Facebook scrutiny. Why everyone, not just the governments should do it

When it comes to foreign election interference, data theft, and broken promises about safeguarding privacy it’s Facebook and not just some secret government surveillance program we have to guard against. Mark Zuckerberg has become the face of a privatized Big Brother. Ironically it’s the government that’s now trying to peel back the curtain.

As Zuck faces questions on Capitol Hill this week this week, the questions about Libra, it’s cryptocurrency product have been asked. This blockchain product “could create a whole new threat to Americans and national security,” said Carolyn Maloney, Democrat of New York. Libra’s mission, according to the Facebook White Paper, is a simple global currency and financial infrastructure that empowers billions of people.”

The blockchain on which it is based is Libra, and the unit of its currency is also a ‘libra.’ It’s backed by Lyft, Spotify, Uber, and Farfetch among its tech partners.  But others are not well known, such as Bison Trails and Xapo which is a very large crypto storage service.

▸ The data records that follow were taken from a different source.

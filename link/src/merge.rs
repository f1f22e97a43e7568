use std::collections::HashMap;

use indexmap::IndexMap;
use objfile::{ObjectModule, Reloc, SectionData, Symbol};

use crate::error::Error;

/// A symbol visible across modules.
#[derive(Debug, Clone, PartialEq, Eq)]
pub struct LinkSymbol {
    pub name: String,
    /// Offset inside the owning section, absolute after `relocate`.
    pub value: u16,
    /// Owning section; a section symbol names itself.
    pub section: Option<String>,
    pub global: bool,
    pub external: bool,
    pub is_section: bool,
    /// Index of the module that defined the symbol.
    pub origin: usize,
}

impl LinkSymbol {
    fn is_only_extern(&self) -> bool {
        self.external && !self.global
    }

    fn is_only_global(&self) -> bool {
        self.global && !self.external
    }
}

/// Same-named fragments of every module, concatenated in input order.
#[derive(Debug, Clone, PartialEq, Eq)]
pub struct Section {
    pub name: String,
    pub bytes: Vec<u8>,
    pub relocs: Vec<Reloc>,
    pub start: u16,
    pub placed: bool,
}

impl Section {
    fn new(name: &str) -> Self {
        Self {
            name: name.to_string(),
            bytes: vec![],
            relocs: vec![],
            start: 0,
            placed: false,
        }
    }

    pub fn len(&self) -> u32 {
        self.bytes.len() as u32
    }

    pub fn is_empty(&self) -> bool {
        self.bytes.is_empty()
    }
}

#[derive(Debug, Default)]
pub struct Linker {
    pub(crate) symbols: IndexMap<String, LinkSymbol>,
    pub(crate) sections: IndexMap<String, Section>,
    modules: usize,
}

impl Linker {
    pub fn new() -> Self {
        Self::default()
    }

    pub fn symbol(&self, name: &str) -> Option<&LinkSymbol> {
        self.symbols.get(name)
    }

    pub fn section(&self, name: &str) -> Option<&Section> {
        self.sections.get(name)
    }

    pub fn sections(&self) -> impl Iterator<Item = &Section> {
        self.sections.values()
    }

    /// Merges the exported symbols of `module`, then appends its sections.
    pub fn add(&mut self, module: &ObjectModule) -> Result<(), Error> {
        let origin = self.modules;
        self.modules += 1;

        for symbol in module.symbols.iter() {
            if symbol.is_local() {
                continue;
            }
            let incoming = LinkSymbol {
                name: symbol.name.clone(),
                value: symbol.value,
                section: owning_section(module, symbol),
                global: symbol.global,
                external: symbol.external,
                is_section: symbol.is_section(),
                origin,
            };
            self.merge_symbol(incoming)?;
        }

        // Every section name is unique inside one module, so each fragment
        // starts where the merged section currently ends.
        let bases: HashMap<&str, u16> = module
            .sections
            .iter()
            .map(|s| {
                let base = self.sections.get(&s.name).map(|m| m.bytes.len()).unwrap_or(0);
                (s.name.as_str(), base as u16)
            })
            .collect();

        for fragment in &module.sections {
            self.append(module, fragment, &bases, origin);
        }
        Ok(())
    }

    fn merge_symbol(&mut self, incoming: LinkSymbol) -> Result<(), Error> {
        let Some(known) = self.symbols.get_mut(&incoming.name) else {
            self.symbols.insert(incoming.name.clone(), incoming);
            return Ok(());
        };
        if known.is_section != incoming.is_section {
            return Err(Error::LabelSectionCollision(incoming.name));
        }
        if known.is_only_extern() && incoming.is_only_global() {
            known.external = false;
            known.global = true;
            known.value = incoming.value;
            known.section = incoming.section;
            known.origin = incoming.origin;
        } else if known.is_only_global() && incoming.is_only_global() {
            return Err(Error::MultipleDefinition(incoming.name));
        }
        Ok(())
    }

    fn append(
        &mut self,
        module: &ObjectModule,
        fragment: &SectionData,
        bases: &HashMap<&str, u16>,
        origin: usize,
    ) {
        let base = bases.get(fragment.name.as_str()).copied().unwrap_or(0);

        for symbol in self.symbols.values_mut() {
            if !symbol.is_section && symbol.origin == origin && symbol.section.as_deref() == Some(&fragment.name) {
                symbol.value = symbol.value.wrapping_add(base);
            }
        }

        let mut bytes = fragment.bytes.clone();
        for reloc in &fragment.relocs {
            // Module-local references were already resolved against the
            // referenced fragment's start; move them to the merged section.
            let local = module.symbols.get(&reloc.symbol).is_some_and(Symbol::is_section);
            let shift = match local {
                true => bases.get(reloc.symbol.as_str()).copied().unwrap_or(0),
                false => 0,
            };
            if shift != 0 {
                add_word(&mut bytes, reloc.offset, shift);
            }
        }

        let section = self
            .sections
            .entry(fragment.name.clone())
            .or_insert_with(|| Section::new(&fragment.name));
        section.bytes.extend_from_slice(&bytes);
        section.relocs.extend(
            fragment
                .relocs
                .iter()
                .map(|r| Reloc::new(r.kind, r.offset.wrapping_add(base), r.symbol.clone())),
        );
    }

    /// Every exported symbol must end up defined inside some section.
    pub fn check_resolved(&self) -> Result<(), Error> {
        match self
            .symbols
            .values()
            .find(|s| s.is_only_extern() || s.section.is_none())
        {
            Some(symbol) => Err(Error::UnresolvedSymbol(symbol.name.clone())),
            None => Ok(()),
        }
    }

    /// Merged module in object format: sections unplaced and unrelocated,
    /// exported symbols relative to their section.
    pub fn relocatable(&self) -> ObjectModule {
        let mut module = ObjectModule::default();
        let mut numbers: HashMap<&str, u32> = HashMap::new();

        for section in self.sections.values() {
            let number = module.symbols.next_number();
            let mut symbol = Symbol::new(section.name.clone(), number);
            symbol.section = number;
            symbol.global = true;
            symbol.external = true;
            symbol.size = Some(section.bytes.len() as u16);
            module.symbols.insert(symbol);
            numbers.insert(&section.name, number);
            module.sections.push(SectionData {
                name: section.name.clone(),
                bytes: section.bytes.clone(),
                relocs: section.relocs.clone(),
            });
        }

        for label in self.symbols.values().filter(|s| !s.is_section) {
            let number = module.symbols.next_number();
            let mut symbol = Symbol::new(label.name.clone(), number);
            symbol.section = label
                .section
                .as_deref()
                .and_then(|s| numbers.get(s).copied())
                .unwrap_or(0);
            symbol.value = label.value;
            symbol.global = label.global;
            symbol.external = label.external;
            module.symbols.insert(symbol);
        }
        module
    }
}

fn owning_section(module: &ObjectModule, symbol: &Symbol) -> Option<String> {
    if symbol.is_section() {
        return Some(symbol.name.clone());
    }
    if !symbol.is_defined() {
        return None;
    }
    module.symbols.by_number(symbol.section).map(|s| s.name.clone())
}

/// Adds `value` into the little-endian word at `offset`, wrapping at 16 bits.
pub(crate) fn add_word(bytes: &mut [u8], offset: u16, value: u16) {
    let at = offset as usize;
    if at + 2 > bytes.len() {
        return;
    }
    let old = u16::from_le_bytes([bytes[at], bytes[at + 1]]);
    bytes[at..at + 2].copy_from_slice(&old.wrapping_add(value).to_le_bytes());
}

Much of this –and the lack of trusted names that are part of this group –should give us reason to read behind the lines of what comes out this week. Worth reading the article on The Verge, that called it an attempt to build the ‘Bank of Facebook.’ Or more to the point, that this blockchain move is its secret weapon that will help Facebook “to create a quasi-nation state ruled by mostly corporate interests.” Reuters reports that France and Germany have pledged to block Libra in Europe. Do they know something we don’t?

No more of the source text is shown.